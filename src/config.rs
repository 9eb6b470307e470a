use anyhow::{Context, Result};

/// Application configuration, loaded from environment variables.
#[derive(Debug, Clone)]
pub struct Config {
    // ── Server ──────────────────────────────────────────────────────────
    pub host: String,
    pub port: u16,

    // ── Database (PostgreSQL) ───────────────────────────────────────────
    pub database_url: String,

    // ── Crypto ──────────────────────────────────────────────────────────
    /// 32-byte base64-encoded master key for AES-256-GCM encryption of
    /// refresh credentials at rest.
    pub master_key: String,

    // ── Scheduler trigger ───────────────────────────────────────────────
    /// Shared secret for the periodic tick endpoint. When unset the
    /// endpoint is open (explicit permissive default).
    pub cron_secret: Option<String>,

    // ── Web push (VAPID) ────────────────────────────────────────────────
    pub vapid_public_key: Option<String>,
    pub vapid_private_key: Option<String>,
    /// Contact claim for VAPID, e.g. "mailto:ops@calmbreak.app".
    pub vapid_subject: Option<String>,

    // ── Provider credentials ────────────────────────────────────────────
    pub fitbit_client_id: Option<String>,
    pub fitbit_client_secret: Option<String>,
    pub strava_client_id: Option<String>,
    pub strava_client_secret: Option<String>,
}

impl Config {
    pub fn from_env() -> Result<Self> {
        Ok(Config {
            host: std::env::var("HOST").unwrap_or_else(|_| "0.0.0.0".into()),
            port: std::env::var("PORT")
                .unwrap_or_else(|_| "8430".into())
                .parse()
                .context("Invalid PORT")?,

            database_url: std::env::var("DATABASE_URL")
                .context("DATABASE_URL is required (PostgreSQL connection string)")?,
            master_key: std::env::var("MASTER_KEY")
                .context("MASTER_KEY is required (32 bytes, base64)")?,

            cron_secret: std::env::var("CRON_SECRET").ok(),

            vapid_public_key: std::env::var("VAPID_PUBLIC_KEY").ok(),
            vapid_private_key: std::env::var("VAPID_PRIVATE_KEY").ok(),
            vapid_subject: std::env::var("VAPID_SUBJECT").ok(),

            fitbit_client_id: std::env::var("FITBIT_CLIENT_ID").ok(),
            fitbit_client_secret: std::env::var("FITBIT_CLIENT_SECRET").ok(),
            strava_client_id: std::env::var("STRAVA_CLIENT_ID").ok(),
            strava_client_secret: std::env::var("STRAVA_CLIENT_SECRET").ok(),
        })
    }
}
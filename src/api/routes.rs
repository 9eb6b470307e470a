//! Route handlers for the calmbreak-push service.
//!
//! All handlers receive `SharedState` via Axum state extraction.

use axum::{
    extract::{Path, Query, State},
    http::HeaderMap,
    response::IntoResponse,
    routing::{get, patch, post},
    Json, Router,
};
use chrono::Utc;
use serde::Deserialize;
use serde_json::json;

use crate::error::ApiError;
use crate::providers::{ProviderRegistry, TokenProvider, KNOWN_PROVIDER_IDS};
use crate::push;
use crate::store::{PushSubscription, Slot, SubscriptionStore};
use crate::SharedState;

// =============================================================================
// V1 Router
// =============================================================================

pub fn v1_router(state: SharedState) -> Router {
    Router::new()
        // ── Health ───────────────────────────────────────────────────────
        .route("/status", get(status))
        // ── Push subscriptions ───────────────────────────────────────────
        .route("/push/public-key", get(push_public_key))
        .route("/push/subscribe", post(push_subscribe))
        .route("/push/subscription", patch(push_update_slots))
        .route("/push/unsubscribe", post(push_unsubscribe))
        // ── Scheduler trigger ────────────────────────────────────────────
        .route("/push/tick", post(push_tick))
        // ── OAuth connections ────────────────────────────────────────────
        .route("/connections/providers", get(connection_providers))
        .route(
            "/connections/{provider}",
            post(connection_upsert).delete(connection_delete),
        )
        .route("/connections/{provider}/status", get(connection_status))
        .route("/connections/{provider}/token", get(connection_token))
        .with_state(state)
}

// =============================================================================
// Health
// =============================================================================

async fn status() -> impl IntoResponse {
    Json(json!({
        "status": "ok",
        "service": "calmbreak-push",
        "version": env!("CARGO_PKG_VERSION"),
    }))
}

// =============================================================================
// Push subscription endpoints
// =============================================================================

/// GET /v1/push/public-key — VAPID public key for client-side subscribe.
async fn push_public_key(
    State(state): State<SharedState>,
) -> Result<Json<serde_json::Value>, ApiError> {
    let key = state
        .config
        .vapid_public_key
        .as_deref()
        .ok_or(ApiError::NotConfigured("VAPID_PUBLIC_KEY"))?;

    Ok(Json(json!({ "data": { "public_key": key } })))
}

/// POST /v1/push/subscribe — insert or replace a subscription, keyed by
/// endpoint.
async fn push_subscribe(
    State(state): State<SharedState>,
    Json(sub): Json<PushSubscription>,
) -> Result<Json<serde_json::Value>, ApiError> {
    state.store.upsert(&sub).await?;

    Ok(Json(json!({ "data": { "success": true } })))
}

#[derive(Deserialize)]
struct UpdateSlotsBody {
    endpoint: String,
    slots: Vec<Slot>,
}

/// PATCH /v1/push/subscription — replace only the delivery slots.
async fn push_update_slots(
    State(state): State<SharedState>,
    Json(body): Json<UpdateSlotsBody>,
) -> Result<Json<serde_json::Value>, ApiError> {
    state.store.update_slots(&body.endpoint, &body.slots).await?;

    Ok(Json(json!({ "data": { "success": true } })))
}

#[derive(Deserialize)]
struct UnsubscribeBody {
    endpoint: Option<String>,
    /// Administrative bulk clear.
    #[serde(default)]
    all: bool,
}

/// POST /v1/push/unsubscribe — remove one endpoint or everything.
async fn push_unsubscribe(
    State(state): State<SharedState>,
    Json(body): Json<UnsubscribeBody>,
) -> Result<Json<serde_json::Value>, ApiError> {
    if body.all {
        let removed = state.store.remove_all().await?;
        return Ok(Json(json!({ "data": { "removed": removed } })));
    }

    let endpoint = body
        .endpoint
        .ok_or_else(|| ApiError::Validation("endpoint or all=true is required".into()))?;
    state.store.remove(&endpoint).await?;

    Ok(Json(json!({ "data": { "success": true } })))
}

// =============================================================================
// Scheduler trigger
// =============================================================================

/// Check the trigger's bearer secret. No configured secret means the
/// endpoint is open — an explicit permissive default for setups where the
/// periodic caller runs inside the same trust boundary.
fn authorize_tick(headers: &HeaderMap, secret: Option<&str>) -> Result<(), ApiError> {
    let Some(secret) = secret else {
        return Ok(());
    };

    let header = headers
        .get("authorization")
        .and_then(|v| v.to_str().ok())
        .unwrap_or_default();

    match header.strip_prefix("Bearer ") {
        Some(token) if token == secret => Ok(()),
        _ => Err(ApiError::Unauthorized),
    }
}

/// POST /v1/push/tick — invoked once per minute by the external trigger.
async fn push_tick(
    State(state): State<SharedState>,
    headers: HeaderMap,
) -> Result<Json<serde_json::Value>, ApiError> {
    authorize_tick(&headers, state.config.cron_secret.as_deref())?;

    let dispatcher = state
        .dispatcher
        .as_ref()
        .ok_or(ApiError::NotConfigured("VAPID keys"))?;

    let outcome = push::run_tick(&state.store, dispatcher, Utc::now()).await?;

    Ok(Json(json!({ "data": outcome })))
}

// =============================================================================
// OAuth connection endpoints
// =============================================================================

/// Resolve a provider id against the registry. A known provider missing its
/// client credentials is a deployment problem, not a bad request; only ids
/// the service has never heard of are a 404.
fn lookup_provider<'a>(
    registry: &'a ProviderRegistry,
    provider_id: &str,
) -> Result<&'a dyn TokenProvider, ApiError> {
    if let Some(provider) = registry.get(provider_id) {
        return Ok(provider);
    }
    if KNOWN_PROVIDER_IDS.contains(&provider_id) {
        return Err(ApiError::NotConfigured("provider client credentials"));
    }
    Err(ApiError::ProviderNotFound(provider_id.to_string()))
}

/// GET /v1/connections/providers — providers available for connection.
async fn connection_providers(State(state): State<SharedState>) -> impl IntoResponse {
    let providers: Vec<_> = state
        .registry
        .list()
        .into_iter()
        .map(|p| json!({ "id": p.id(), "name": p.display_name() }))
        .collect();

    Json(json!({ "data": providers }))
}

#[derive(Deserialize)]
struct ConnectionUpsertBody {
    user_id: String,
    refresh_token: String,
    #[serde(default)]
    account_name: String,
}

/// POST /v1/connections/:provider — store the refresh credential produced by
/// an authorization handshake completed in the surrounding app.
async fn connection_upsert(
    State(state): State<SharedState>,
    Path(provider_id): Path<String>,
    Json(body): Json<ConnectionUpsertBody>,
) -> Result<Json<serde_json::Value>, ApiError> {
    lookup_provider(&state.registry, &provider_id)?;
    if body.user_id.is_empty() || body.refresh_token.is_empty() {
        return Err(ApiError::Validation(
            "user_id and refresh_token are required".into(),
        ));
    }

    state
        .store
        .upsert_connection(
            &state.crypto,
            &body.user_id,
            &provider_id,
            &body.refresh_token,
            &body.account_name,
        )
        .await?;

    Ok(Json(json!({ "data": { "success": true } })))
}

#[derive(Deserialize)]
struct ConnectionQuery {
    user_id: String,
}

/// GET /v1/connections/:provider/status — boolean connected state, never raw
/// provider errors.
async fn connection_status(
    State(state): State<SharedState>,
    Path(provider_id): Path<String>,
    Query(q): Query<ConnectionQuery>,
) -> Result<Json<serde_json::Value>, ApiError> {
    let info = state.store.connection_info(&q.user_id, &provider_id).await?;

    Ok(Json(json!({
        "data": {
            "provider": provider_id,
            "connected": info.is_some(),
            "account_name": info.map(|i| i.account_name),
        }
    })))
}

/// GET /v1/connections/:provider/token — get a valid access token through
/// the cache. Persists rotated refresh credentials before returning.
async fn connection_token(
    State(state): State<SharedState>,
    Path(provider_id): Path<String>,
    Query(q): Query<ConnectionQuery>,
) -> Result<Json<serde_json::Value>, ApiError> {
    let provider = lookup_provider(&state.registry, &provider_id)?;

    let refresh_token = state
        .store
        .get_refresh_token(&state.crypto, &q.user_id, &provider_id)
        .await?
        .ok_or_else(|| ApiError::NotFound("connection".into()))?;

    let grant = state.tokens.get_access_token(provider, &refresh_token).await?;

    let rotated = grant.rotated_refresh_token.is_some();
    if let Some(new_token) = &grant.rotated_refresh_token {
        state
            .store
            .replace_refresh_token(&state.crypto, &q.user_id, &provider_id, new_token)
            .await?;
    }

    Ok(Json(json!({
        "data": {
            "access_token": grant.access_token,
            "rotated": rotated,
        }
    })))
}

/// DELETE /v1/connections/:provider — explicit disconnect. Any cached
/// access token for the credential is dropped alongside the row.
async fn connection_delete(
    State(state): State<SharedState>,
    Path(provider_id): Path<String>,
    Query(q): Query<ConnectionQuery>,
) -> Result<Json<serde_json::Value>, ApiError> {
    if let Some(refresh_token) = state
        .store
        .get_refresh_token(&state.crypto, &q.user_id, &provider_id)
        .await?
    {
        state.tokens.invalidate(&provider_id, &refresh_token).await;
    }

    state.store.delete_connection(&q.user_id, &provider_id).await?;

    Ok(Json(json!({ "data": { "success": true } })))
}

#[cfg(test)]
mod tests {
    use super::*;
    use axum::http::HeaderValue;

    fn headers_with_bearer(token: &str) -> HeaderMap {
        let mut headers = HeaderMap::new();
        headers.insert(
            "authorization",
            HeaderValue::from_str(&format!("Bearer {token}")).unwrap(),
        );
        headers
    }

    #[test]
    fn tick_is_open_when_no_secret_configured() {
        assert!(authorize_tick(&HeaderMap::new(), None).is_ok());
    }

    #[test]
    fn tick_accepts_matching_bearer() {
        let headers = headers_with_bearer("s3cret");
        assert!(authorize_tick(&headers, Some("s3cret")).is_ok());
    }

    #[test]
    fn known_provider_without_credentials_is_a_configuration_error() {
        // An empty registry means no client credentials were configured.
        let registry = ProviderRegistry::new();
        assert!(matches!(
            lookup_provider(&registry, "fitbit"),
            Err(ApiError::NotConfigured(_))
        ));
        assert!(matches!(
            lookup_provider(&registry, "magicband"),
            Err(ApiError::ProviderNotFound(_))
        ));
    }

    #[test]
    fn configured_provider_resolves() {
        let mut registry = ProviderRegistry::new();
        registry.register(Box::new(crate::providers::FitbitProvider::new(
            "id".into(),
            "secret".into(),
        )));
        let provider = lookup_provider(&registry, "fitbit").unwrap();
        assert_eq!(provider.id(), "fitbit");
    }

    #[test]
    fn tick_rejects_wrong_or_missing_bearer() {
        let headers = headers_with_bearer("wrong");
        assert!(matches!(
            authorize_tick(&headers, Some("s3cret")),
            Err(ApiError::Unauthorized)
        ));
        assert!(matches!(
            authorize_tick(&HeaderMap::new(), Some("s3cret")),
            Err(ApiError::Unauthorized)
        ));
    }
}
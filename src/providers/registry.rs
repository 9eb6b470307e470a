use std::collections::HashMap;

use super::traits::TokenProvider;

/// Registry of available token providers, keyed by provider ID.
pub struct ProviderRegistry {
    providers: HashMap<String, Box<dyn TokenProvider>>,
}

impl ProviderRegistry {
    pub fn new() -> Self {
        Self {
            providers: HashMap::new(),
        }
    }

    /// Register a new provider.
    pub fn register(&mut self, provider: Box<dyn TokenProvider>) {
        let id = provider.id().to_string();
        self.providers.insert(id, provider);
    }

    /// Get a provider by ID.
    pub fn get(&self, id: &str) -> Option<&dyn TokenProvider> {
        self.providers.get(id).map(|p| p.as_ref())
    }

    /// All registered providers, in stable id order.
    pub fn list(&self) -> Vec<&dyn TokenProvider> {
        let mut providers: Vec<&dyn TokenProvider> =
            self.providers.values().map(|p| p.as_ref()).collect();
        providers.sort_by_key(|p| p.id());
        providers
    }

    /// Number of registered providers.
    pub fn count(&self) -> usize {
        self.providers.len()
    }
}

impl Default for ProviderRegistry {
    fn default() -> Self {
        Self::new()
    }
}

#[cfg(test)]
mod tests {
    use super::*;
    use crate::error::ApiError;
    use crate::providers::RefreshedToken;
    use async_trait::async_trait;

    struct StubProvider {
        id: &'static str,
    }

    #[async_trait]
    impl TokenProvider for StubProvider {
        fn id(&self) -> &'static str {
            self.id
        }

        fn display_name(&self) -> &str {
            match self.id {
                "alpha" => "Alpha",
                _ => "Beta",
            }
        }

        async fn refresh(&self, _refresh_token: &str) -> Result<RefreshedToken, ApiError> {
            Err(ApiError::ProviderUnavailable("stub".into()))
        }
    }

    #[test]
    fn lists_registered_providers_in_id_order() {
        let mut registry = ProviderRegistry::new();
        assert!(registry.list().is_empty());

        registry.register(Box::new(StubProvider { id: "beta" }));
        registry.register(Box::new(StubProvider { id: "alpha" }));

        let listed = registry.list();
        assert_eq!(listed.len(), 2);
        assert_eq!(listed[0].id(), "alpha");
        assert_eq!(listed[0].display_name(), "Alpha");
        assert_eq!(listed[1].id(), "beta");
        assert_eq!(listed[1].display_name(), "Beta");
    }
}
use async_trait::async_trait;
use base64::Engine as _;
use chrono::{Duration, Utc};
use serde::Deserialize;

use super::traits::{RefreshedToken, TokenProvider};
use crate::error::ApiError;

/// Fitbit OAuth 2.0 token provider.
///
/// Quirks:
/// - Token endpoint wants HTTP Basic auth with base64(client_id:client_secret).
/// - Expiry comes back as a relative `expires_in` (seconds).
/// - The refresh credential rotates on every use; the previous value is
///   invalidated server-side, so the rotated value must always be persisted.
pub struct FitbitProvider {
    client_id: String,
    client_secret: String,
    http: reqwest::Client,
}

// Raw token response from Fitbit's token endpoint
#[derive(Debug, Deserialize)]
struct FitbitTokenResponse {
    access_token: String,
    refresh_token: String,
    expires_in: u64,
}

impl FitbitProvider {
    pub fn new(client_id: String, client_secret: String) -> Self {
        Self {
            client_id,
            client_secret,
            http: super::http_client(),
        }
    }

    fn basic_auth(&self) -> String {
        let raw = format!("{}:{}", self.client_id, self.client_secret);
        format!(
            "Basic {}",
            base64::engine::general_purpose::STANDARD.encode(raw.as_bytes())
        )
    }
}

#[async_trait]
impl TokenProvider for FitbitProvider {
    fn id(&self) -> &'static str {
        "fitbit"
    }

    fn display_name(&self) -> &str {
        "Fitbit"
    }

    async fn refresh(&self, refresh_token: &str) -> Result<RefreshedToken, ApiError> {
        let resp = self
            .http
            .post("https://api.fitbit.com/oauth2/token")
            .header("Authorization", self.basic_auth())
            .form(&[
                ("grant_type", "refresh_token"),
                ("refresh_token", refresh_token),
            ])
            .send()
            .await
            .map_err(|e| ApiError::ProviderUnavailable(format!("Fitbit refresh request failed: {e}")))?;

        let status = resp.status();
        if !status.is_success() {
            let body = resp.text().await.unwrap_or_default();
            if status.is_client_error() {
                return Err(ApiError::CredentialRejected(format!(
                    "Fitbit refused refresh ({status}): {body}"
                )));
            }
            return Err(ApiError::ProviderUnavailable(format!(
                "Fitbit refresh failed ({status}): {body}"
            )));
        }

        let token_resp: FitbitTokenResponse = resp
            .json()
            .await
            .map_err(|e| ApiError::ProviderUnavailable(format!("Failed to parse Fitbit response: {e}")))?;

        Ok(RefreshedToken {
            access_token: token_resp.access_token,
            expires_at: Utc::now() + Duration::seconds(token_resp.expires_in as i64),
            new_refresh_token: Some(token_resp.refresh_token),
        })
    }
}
☆ ☆ ☆
About this task » Copy out each line of the listing that holds the string "calmbreak".

Final answer »
    /// Contact claim for VAPID, e.g. "mailto:ops@calmbreak.app".
//! Route handlers for the calmbreak-push service.
        "service": "calmbreak-push",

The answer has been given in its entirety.